[Dataset records]
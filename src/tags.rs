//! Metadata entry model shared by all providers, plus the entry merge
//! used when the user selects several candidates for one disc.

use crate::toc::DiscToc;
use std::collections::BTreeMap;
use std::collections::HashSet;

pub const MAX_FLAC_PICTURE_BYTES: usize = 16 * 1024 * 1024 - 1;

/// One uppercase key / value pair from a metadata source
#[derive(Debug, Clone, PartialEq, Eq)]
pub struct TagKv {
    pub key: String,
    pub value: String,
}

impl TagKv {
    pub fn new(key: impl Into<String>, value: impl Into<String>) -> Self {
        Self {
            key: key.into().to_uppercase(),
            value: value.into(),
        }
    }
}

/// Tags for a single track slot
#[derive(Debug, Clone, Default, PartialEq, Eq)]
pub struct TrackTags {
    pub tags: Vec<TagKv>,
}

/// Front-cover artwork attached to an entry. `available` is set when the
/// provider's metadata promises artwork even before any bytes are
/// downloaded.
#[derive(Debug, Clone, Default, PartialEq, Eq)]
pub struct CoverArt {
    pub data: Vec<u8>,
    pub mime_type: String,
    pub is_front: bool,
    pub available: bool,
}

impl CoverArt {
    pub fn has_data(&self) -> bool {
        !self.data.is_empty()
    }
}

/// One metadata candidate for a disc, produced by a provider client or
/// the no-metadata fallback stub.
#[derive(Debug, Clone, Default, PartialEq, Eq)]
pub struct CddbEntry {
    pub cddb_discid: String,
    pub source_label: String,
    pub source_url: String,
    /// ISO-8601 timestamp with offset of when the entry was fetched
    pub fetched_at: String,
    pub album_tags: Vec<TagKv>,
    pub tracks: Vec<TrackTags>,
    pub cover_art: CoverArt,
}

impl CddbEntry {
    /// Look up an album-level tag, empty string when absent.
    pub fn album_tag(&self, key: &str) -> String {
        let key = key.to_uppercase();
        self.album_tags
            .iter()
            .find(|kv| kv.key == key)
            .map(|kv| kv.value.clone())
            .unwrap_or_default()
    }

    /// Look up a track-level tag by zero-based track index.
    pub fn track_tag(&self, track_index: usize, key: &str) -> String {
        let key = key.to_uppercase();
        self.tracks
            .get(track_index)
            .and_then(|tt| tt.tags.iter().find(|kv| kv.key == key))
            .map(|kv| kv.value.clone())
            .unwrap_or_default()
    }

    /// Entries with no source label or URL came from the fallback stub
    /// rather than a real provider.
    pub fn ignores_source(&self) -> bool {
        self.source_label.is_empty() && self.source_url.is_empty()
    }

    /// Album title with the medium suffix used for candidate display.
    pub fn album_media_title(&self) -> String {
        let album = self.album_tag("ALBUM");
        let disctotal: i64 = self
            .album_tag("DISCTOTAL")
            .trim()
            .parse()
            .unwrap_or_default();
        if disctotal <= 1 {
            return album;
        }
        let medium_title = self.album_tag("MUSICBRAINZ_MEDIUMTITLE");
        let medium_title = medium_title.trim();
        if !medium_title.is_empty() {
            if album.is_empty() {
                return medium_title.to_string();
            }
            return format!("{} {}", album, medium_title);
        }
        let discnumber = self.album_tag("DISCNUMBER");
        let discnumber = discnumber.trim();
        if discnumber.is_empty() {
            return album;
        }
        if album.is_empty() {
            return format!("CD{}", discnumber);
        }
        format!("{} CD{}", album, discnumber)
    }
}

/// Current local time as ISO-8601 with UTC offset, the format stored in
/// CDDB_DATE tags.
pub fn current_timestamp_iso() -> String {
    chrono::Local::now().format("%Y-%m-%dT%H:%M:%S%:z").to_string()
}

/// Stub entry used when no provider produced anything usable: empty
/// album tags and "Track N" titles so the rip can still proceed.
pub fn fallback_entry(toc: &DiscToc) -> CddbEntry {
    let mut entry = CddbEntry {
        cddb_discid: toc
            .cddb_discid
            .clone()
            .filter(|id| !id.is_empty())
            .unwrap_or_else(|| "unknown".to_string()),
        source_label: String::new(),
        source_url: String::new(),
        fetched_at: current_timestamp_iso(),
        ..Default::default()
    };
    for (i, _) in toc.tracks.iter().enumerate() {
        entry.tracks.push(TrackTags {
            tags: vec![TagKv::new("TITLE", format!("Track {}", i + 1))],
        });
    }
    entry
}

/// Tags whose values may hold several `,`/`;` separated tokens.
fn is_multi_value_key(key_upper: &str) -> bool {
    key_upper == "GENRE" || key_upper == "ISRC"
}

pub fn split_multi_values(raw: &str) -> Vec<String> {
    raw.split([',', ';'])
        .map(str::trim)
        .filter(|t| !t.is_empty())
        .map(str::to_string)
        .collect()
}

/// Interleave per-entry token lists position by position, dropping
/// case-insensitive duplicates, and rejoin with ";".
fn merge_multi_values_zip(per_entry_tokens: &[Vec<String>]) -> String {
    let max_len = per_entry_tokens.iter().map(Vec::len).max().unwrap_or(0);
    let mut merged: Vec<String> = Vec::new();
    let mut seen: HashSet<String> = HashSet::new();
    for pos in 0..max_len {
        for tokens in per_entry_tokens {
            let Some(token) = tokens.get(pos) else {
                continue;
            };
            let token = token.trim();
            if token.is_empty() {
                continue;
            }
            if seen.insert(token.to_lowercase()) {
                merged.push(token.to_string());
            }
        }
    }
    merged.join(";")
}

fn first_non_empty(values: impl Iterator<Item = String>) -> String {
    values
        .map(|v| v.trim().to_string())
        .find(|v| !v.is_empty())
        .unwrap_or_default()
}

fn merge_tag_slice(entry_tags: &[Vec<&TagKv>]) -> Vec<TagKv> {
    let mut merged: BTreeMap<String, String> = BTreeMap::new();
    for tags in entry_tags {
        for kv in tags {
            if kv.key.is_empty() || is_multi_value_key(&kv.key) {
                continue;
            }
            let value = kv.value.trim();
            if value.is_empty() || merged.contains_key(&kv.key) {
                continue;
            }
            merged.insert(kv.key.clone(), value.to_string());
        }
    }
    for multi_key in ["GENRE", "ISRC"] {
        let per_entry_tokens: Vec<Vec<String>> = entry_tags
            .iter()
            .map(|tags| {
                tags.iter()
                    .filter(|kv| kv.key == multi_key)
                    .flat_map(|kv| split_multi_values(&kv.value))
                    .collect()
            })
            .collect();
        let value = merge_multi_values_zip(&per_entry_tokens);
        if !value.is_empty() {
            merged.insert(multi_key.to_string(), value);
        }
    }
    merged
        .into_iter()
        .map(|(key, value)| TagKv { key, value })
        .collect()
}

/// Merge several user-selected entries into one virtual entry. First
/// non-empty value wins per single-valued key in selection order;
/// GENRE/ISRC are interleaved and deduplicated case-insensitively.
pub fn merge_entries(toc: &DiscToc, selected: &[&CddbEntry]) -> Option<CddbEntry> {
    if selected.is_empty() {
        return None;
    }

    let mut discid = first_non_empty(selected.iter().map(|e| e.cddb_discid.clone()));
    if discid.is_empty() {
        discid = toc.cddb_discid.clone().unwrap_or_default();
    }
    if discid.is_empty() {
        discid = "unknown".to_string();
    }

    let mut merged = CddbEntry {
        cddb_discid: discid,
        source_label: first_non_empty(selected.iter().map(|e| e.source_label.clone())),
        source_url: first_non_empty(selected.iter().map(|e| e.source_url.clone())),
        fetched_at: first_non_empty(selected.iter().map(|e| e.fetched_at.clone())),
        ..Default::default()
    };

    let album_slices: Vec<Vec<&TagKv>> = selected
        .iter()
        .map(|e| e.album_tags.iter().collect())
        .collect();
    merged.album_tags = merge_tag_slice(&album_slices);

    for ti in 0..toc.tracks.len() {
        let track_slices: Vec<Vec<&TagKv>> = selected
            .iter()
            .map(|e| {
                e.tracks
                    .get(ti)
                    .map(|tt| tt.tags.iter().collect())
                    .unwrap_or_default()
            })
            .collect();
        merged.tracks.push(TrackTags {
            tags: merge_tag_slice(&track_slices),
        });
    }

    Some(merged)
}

...

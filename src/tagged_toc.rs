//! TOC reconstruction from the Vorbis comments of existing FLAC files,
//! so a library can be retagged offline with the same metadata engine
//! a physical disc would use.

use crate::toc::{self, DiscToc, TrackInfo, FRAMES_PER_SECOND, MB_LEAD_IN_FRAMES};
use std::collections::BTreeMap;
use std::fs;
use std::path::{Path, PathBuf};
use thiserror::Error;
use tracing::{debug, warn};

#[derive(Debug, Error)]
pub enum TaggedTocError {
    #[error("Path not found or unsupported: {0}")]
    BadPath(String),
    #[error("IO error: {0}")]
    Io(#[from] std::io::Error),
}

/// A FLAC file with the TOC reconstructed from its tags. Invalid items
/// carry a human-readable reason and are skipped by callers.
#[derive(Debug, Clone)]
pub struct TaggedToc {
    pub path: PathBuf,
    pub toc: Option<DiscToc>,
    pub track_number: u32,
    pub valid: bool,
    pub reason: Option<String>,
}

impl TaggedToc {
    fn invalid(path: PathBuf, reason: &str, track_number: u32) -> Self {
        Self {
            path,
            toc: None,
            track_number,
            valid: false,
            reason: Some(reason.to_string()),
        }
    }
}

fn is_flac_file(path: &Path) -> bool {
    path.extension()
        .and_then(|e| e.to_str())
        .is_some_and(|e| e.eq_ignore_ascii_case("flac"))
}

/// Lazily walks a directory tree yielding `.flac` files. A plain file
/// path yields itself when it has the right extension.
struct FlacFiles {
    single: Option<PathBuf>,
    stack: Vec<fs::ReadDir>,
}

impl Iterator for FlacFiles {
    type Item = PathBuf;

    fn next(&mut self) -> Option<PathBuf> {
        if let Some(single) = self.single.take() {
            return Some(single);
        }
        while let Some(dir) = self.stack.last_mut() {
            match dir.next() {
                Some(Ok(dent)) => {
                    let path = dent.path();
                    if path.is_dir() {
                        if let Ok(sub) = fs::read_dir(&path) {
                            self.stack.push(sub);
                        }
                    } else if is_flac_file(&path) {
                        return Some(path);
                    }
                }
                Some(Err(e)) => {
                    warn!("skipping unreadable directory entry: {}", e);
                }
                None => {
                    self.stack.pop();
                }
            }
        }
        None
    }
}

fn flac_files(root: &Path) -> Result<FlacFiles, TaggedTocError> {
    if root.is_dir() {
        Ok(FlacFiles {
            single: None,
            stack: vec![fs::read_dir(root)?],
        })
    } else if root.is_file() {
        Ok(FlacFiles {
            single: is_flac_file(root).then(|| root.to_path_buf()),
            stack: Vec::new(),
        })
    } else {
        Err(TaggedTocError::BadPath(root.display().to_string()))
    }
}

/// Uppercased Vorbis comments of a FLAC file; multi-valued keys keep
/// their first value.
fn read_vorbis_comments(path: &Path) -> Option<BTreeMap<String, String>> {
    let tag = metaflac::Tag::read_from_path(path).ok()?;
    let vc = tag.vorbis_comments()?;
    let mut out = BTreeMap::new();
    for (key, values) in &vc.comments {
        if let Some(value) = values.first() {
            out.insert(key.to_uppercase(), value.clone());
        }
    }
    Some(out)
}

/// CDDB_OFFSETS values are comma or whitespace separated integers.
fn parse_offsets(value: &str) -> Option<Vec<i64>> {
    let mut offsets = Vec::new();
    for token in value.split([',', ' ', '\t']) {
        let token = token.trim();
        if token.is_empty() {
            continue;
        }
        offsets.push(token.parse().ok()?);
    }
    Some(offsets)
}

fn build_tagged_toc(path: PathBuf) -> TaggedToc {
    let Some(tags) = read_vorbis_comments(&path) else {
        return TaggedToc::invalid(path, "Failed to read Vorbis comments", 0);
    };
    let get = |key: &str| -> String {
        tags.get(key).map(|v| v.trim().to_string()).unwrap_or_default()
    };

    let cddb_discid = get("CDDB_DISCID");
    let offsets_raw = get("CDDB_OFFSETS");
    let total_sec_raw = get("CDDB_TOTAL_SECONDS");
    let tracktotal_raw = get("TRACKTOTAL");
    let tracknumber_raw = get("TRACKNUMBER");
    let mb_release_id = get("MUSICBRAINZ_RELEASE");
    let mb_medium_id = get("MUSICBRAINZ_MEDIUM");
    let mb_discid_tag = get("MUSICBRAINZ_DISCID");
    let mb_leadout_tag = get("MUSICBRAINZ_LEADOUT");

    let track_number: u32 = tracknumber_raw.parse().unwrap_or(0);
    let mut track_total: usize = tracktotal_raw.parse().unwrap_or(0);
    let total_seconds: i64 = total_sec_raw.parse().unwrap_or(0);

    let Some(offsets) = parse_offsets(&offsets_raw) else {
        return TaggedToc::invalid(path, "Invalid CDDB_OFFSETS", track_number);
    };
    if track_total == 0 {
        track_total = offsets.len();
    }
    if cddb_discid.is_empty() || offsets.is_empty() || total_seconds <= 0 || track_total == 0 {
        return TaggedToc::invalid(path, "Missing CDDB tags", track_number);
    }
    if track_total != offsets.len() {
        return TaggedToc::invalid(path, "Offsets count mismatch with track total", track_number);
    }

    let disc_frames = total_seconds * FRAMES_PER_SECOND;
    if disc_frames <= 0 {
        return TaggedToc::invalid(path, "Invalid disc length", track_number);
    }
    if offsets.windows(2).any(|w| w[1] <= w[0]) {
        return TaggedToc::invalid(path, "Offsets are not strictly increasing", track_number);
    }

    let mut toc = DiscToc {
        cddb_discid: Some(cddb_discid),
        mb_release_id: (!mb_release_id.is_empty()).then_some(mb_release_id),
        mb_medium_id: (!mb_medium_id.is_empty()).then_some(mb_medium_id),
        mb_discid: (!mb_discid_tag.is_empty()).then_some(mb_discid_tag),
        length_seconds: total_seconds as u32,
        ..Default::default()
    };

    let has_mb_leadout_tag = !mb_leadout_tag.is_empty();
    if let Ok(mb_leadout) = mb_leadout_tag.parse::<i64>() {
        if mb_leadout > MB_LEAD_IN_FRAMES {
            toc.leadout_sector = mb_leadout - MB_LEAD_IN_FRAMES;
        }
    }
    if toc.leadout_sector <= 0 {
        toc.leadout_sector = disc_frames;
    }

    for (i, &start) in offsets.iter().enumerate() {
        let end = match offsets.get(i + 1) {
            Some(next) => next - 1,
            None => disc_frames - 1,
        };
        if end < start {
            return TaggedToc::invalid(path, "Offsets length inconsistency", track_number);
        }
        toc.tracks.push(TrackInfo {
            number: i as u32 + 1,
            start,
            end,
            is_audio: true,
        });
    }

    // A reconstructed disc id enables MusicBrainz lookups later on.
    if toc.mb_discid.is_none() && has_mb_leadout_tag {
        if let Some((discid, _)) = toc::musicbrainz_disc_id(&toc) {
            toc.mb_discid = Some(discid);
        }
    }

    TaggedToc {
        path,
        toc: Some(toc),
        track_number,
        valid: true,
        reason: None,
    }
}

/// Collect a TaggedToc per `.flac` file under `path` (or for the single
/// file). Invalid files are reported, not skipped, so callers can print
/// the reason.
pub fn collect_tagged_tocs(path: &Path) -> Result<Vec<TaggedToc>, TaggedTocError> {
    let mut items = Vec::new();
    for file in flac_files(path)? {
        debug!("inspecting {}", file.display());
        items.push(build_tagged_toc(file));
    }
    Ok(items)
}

* **Prompt**:
Would you please repeat exactly the lines above, starting at the line with "filename src/tags.rs" and stopping at the line with "use std::collections::HashSet;", both included?

* **Answer space**:
filename src/tags.rs
//! Metadata entry model shared by all providers, plus the entry merge
//! used when the user selects several candidates for one disc.

use crate::toc::DiscToc;
use std::collections::BTreeMap;
use std::collections::HashSet;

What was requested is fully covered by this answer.